Among other criticisms, Keep Portland Livable contends in its lawsuit that the $105 million project doesn’t conform to the city’s comprehensive plan and land use ordinances and that the city didn’t keep all required records of meetings leading up to the decision.

The Cumberland County Superior Court will now decide whether or not midtown’s critics have a case for sending the project back to the Planning Board. Antipathy toward midtown and disagreement with the Planning Board’s decision on the project don’t justify halting the development. The plaintiffs in the lawsuit will have to show that there is something wrong with the way that decision was reached.

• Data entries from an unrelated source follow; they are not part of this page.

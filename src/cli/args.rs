use crate::config::LedgerConfig;
use crate::core::LedgerFilter;
use crate::types::StoreError;
use clap::{Parser, Subcommand};
use std::path::PathBuf;

/// Double-entry ledger with a hierarchical chart of accounts
#[derive(Parser, Debug)]
#[command(name = "smart-ledger")]
#[command(about = "Double-entry ledger with a hierarchical chart of accounts", long_about = None)]
pub struct CliArgs {
    /// TOML configuration file
    #[arg(long = "config", value_name = "FILE")]
    pub config: Option<PathBuf>,

    /// Directory holding the snapshot file (overrides the config file)
    #[arg(long = "data-dir", value_name = "DIR")]
    pub data_dir: Option<PathBuf>,

    /// Snapshot file stem (overrides the config file)
    #[arg(long = "storage-key", value_name = "KEY")]
    pub storage_key: Option<String>,

    #[command(subcommand)]
    pub command: Command,
}

#[derive(Subcommand, Debug, Clone, PartialEq)]
pub enum Command {
    /// Chart of accounts with balances, as CSV
    Accounts {
        /// Include soft-deleted accounts
        #[arg(long)]
        all: bool,
    },

    /// Journal lines, newest first, as CSV
    Ledger {
        /// Case-insensitive text in the description
        #[arg(long, value_name = "TEXT")]
        search: Option<String>,

        /// Only transactions posting to this account
        #[arg(long, value_name = "ID")]
        account: Option<String>,

        /// Earliest date, inclusive (YYYY-MM-DD)
        #[arg(long, value_name = "DATE")]
        from: Option<String>,

        /// Latest date, inclusive (YYYY-MM-DD)
        #[arg(long, value_name = "DATE")]
        to: Option<String>,
    },

    /// Root totals per account type, as CSV
    Summary,

    /// Soft-deleted transactions, as CSV
    Trash,

    /// Soft-delete an account with no active children or transactions
    DeleteAccount { id: String },

    /// Move a transaction to the trash
    DeleteTransaction { id: String },

    /// Bring a transaction back from the trash
    RestoreTransaction { id: String },

    /// Remove a transaction for good
    PurgeTransaction { id: String },

    /// Report dangling references, unbalanced transactions and parent cycles
    Audit,
}

impl CliArgs {
    /// Build the effective configuration
    ///
    /// Starts from the config file when one is given, or the defaults
    /// otherwise, then applies `--data-dir` and `--storage-key`.
    ///
    /// # Errors
    ///
    /// Returns an error if the config file cannot be read or parsed.
    pub fn to_config(&self) -> Result<LedgerConfig, StoreError> {
        let mut config = match &self.config {
            Some(path) => LedgerConfig::from_file(path)?,
            None => LedgerConfig::default(),
        };

        if let Some(data_dir) = &self.data_dir {
            config.data_dir = data_dir.clone();
        }
        if let Some(storage_key) = &self.storage_key {
            config.storage_key = storage_key.clone();
        }

        Ok(config)
    }
}

impl Command {
    /// Journal filter for the `ledger` command; matches everything otherwise
    pub fn ledger_filter(&self) -> LedgerFilter {
        match self {
            Command::Ledger {
                search,
                account,
                from,
                to,
            } => LedgerFilter {
                search: search.clone(),
                account_id: account.clone(),
                date_from: from.clone(),
                date_to: to.clone(),
            },
            _ => LedgerFilter::default(),
        }
    }
}

#[cfg(test)]
mod tests {
    use super::*;
    use rstest::rstest;
    use std::io::Write;
    use tempfile::NamedTempFile;

    #[rstest]
    #[case::accounts(&["prog", "accounts"], Command::Accounts { all: false })]
    #[case::accounts_all(&["prog", "accounts", "--all"], Command::Accounts { all: true })]
    #[case::summary(&["prog", "summary"], Command::Summary)]
    #[case::trash(&["prog", "trash"], Command::Trash)]
    #[case::audit(&["prog", "audit"], Command::Audit)]
    #[case::delete_account(
        &["prog", "delete-account", "1.1.3"],
        Command::DeleteAccount { id: "1.1.3".into() }
    )]
    #[case::delete_transaction(
        &["prog", "delete-transaction", "tx-001"],
        Command::DeleteTransaction { id: "tx-001".into() }
    )]
    #[case::restore_transaction(
        &["prog", "restore-transaction", "tx-001"],
        Command::RestoreTransaction { id: "tx-001".into() }
    )]
    #[case::purge_transaction(
        &["prog", "purge-transaction", "tx-001"],
        Command::PurgeTransaction { id: "tx-001".into() }
    )]
    #[case::ledger_filters(
        &["prog", "ledger", "--search", "rent", "--account", "5.1", "--from", "2024-03-01", "--to", "2024-03-31"],
        Command::Ledger {
            search: Some("rent".into()),
            account: Some("5.1".into()),
            from: Some("2024-03-01".into()),
            to: Some("2024-03-31".into()),
        }
    )]
    fn test_command_parsing(#[case] args: &[&str], #[case] expected: Command) {
        let parsed = CliArgs::try_parse_from(args).unwrap();
        assert_eq!(parsed.command, expected);
    }

    #[rstest]
    #[case::missing_command(&["prog"])]
    #[case::unknown_command(&["prog", "balance-sheet"])]
    #[case::missing_id(&["prog", "delete-account"])]
    fn test_parsing_errors(#[case] args: &[&str]) {
        assert!(CliArgs::try_parse_from(args).is_err());
    }

    #[test]
    fn test_to_config_defaults() {
        let parsed = CliArgs::try_parse_from(["prog", "summary"]).unwrap();
        assert_eq!(parsed.to_config().unwrap(), LedgerConfig::default());
    }

    #[test]
    fn test_flags_override_config_file() {
        let mut file = NamedTempFile::new().unwrap();
        writeln!(file, "data_dir = \"/from/file\"\nstorage_key = \"file_key\"").unwrap();
        let path = file.path().to_str().unwrap();

        let parsed = CliArgs::try_parse_from([
            "prog",
            "--config",
            path,
            "--storage-key",
            "flag_key",
            "summary",
        ])
        .unwrap();
        let config = parsed.to_config().unwrap();

        assert_eq!(config.data_dir, PathBuf::from("/from/file"));
        assert_eq!(config.storage_key, "flag_key");
    }

    #[test]
    fn test_ledger_filter_from_command() {
        let parsed = CliArgs::try_parse_from(["prog", "ledger", "--account", "1.1.2"]).unwrap();

        let filter = parsed.command.ledger_filter();

        assert_eq!(filter.account_id.as_deref(), Some("1.1.2"));
        assert!(filter.search.is_none());
    }
}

Opponents of midtown have spoken up early and often, coalescing last fall as Keep Portland Livable, organizing opposition through social media, hiring a lawyer and raising funds for a legal fight. The group sees the Federated Cos. development as out of scale and out of character for Portland. Members of the Planning Board raised some of the same objections but approved the proposal after concluding that it was in line with Portland’s comprehensive plan and zoning ordinances.

Now the superior court’s job is to decide whether a fair and reasonable person could have come to the same conclusion as the Planning Board, given the facts on the record. A judge is unlikely to second-guess a decision based on solid information, even if it’s not what the court itself would have decided. A sound Planning Board decision is made by people who are unbiased, who adhere to local and state ordinances and who can cite evidence for why they acted as they did.

But whatever the court decides to do now that Keep Portland Livable has sued the city, the lawsuit will have accomplished one thing: It will have further compounded Portland’s reputation as an anti-business city where people are ready to put obstacles in the way of any effort at development.

This is a fight that could wind up taking a lot of time and money and make it harder to attract other development and the revenue that supports municipal services, ultimately doing nobody in Portland any favors.